EXTRACTED ENTRIES:
============================================================
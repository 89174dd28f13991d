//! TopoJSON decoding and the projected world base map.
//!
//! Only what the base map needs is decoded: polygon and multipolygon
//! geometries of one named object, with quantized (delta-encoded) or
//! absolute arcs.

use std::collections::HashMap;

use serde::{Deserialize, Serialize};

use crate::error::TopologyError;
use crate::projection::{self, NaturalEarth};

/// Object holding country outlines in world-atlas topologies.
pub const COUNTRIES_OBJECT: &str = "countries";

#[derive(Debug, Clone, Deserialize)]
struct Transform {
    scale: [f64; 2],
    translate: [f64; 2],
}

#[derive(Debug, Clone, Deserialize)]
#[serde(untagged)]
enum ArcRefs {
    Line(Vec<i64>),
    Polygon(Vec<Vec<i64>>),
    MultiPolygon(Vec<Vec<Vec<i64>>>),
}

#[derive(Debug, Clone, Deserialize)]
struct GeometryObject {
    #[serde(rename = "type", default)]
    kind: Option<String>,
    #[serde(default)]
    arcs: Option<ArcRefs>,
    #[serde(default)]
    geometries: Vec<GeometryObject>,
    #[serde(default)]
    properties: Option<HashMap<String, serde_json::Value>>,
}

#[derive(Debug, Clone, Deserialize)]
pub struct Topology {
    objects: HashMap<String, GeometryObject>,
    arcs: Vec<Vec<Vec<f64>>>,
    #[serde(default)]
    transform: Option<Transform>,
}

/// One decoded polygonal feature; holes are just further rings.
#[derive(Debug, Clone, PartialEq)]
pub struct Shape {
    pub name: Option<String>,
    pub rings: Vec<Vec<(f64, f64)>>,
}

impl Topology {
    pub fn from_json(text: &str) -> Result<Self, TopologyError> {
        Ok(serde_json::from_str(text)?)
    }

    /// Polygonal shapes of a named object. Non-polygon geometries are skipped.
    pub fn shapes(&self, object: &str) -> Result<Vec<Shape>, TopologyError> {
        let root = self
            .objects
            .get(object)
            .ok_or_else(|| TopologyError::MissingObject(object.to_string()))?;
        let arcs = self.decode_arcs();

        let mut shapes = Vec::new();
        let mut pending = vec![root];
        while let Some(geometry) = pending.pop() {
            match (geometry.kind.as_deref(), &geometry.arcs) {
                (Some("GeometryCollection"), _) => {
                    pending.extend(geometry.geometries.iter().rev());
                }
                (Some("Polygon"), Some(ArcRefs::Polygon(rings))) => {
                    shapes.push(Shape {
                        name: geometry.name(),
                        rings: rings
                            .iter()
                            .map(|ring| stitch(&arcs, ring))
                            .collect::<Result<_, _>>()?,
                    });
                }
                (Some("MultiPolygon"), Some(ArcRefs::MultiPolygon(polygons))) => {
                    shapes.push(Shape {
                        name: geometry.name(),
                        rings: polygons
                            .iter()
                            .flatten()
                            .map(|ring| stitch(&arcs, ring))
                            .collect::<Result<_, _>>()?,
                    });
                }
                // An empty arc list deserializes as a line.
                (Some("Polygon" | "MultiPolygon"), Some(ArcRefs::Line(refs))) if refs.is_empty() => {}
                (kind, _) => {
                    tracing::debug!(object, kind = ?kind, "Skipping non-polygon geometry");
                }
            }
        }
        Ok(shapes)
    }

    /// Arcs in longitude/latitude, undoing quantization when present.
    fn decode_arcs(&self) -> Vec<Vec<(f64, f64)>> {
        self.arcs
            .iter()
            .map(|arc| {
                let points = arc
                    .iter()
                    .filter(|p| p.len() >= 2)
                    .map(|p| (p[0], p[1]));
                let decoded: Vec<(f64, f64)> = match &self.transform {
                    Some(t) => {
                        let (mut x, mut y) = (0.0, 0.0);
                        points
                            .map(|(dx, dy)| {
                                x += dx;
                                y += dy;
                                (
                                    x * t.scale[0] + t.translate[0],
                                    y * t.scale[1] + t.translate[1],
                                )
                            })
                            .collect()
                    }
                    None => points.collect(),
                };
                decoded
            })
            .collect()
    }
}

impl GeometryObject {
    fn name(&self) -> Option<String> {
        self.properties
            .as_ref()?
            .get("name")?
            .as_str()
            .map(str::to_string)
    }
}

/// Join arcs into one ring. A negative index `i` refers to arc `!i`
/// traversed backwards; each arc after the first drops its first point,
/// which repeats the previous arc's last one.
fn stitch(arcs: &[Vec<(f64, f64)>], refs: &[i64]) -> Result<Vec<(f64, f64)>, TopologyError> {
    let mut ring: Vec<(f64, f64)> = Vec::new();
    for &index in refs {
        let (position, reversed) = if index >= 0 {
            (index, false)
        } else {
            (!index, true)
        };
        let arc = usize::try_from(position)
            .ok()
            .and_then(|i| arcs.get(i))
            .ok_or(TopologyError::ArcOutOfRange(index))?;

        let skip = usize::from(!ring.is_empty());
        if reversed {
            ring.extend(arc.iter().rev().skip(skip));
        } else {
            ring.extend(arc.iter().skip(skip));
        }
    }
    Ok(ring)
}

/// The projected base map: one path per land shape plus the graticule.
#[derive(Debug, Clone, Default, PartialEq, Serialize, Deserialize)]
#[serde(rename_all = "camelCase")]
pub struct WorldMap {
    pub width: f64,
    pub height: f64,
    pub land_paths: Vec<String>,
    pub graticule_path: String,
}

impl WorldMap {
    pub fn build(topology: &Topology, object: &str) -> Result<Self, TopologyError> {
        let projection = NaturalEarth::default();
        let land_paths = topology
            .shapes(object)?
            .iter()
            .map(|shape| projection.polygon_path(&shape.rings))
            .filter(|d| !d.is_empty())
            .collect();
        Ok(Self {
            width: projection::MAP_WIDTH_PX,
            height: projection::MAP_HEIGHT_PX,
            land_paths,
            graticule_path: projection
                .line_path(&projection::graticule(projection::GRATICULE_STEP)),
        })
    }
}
============================================================
Return the full data, every line of it, with nothing altered.

EXERCISE RESPONSE:
repository 89174dd28f13991d
//! TopoJSON decoding and the projected world base map.
//!
//! Only what the base map needs is decoded: polygon and multipolygon
//! geometries of one named object, with quantized (delta-encoded) or
//! absolute arcs.

use std::collections::HashMap;

use serde::{Deserialize, Serialize};

use crate::error::TopologyError;
use crate::projection::{self, NaturalEarth};

/// Object holding country outlines in world-atlas topologies.
pub const COUNTRIES_OBJECT: &str = "countries";

#[derive(Debug, Clone, Deserialize)]
struct Transform {
    scale: [f64; 2],
    translate: [f64; 2],
}

#[derive(Debug, Clone, Deserialize)]
#[serde(untagged)]
enum ArcRefs {
    Line(Vec<i64>),
    Polygon(Vec<Vec<i64>>),
    MultiPolygon(Vec<Vec<Vec<i64>>>),
}

#[derive(Debug, Clone, Deserialize)]
struct GeometryObject {
    #[serde(rename = "type", default)]
    kind: Option<String>,
    #[serde(default)]
    arcs: Option<ArcRefs>,
    #[serde(default)]
    geometries: Vec<GeometryObject>,
    #[serde(default)]
    properties: Option<HashMap<String, serde_json::Value>>,
}

#[derive(Debug, Clone, Deserialize)]
pub struct Topology {
    objects: HashMap<String, GeometryObject>,
    arcs: Vec<Vec<Vec<f64>>>,
    #[serde(default)]
    transform: Option<Transform>,
}

/// One decoded polygonal feature; holes are just further rings.
#[derive(Debug, Clone, PartialEq)]
pub struct Shape {
    pub name: Option<String>,
    pub rings: Vec<Vec<(f64, f64)>>,
}

impl Topology {
    pub fn from_json(text: &str) -> Result<Self, TopologyError> {
        Ok(serde_json::from_str(text)?)
    }

    /// Polygonal shapes of a named object. Non-polygon geometries are skipped.
    pub fn shapes(&self, object: &str) -> Result<Vec<Shape>, TopologyError> {
        let root = self
            .objects
            .get(object)
            .ok_or_else(|| TopologyError::MissingObject(object.to_string()))?;
        let arcs = self.decode_arcs();

        let mut shapes = Vec::new();
        let mut pending = vec![root];
        while let Some(geometry) = pending.pop() {
            match (geometry.kind.as_deref(), &geometry.arcs) {
                (Some("GeometryCollection"), _) => {
                    pending.extend(geometry.geometries.iter().rev());
                }
                (Some("Polygon"), Some(ArcRefs::Polygon(rings))) => {
                    shapes.push(Shape {
                        name: geometry.name(),
                        rings: rings
                            .iter()
                            .map(|ring| stitch(&arcs, ring))
                            .collect::<Result<_, _>>()?,
                    });
                }
                (Some("MultiPolygon"), Some(ArcRefs::MultiPolygon(polygons))) => {
                    shapes.push(Shape {
                        name: geometry.name(),
                        rings: polygons
                            .iter()
                            .flatten()
                            .map(|ring| stitch(&arcs, ring))
                            .collect::<Result<_, _>>()?,
                    });
                }
                // An empty arc list deserializes as a line.
                (Some("Polygon" | "MultiPolygon"), Some(ArcRefs::Line(refs))) if refs.is_empty() => {}
                (kind, _) => {
                    tracing::debug!(object, kind = ?kind, "Skipping non-polygon geometry");
                }
            }
        }
        Ok(shapes)
    }

    /// Arcs in longitude/latitude, undoing quantization when present.
    fn decode_arcs(&self) -> Vec<Vec<(f64, f64)>> {
        self.arcs
            .iter()
            .map(|arc| {
                let points = arc
                    .iter()
                    .filter(|p| p.len() >= 2)
                    .map(|p| (p[0], p[1]));
                let decoded: Vec<(f64, f64)> = match &self.transform {
                    Some(t) => {
                        let (mut x, mut y) = (0.0, 0.0);
                        points
                            .map(|(dx, dy)| {
                                x += dx;
                                y += dy;
                                (
                                    x * t.scale[0] + t.translate[0],
                                    y * t.scale[1] + t.translate[1],
                                )
                            })
                            .collect()
                    }
                    None => points.collect(),
                };
                decoded
            })
            .collect()
    }
}

impl GeometryObject {
    fn name(&self) -> Option<String> {
        self.properties
            .as_ref()?
            .get("name")?
            .as_str()
            .map(str::to_string)
    }
}

/// Join arcs into one ring. A negative index `i` refers to arc `!i`
/// traversed backwards; each arc after the first drops its first point,
/// which repeats the previous arc's last one.
fn stitch(arcs: &[Vec<(f64, f64)>], refs: &[i64]) -> Result<Vec<(f64, f64)>, TopologyError> {
    let mut ring: Vec<(f64, f64)> = Vec::new();
    for &index in refs {
        let (position, reversed) = if index >= 0 {
            (index, false)
        } else {
            (!index, true)
        };
        let arc = usize::try_from(position)
            .ok()
            .and_then(|i| arcs.get(i))
            .ok_or(TopologyError::ArcOutOfRange(index))?;

        let skip = usize::from(!ring.is_empty());
        if reversed {
            ring.extend(arc.iter().rev().skip(skip));
        } else {
            ring.extend(arc.iter().skip(skip));
        }
    }
    Ok(ring)
}

/// The projected base map: one path per land shape plus the graticule.
#[derive(Debug, Clone, Default, PartialEq, Serialize, Deserialize)]
#[serde(rename_all = "camelCase")]
pub struct WorldMap {
    pub width: f64,
    pub height: f64,
    pub land_paths: Vec<String>,
    pub graticule_path: String,
}

impl WorldMap {
    pub fn build(topology: &Topology, object: &str) -> Result<Self, TopologyError> {
        let projection = NaturalEarth::default();
        let land_paths = topology
            .shapes(object)?
            .iter()
            .map(|shape| projection.polygon_path(&shape.rings))
            .filter(|d| !d.is_empty())
            .collect();
        Ok(Self {
            width: projection::MAP_WIDTH_PX,
            height: projection::MAP_HEIGHT_PX,
            land_paths,
            graticule_path: projection
                .line_path(&projection::graticule(projection::GRATICULE_STEP)),
        })
    }
}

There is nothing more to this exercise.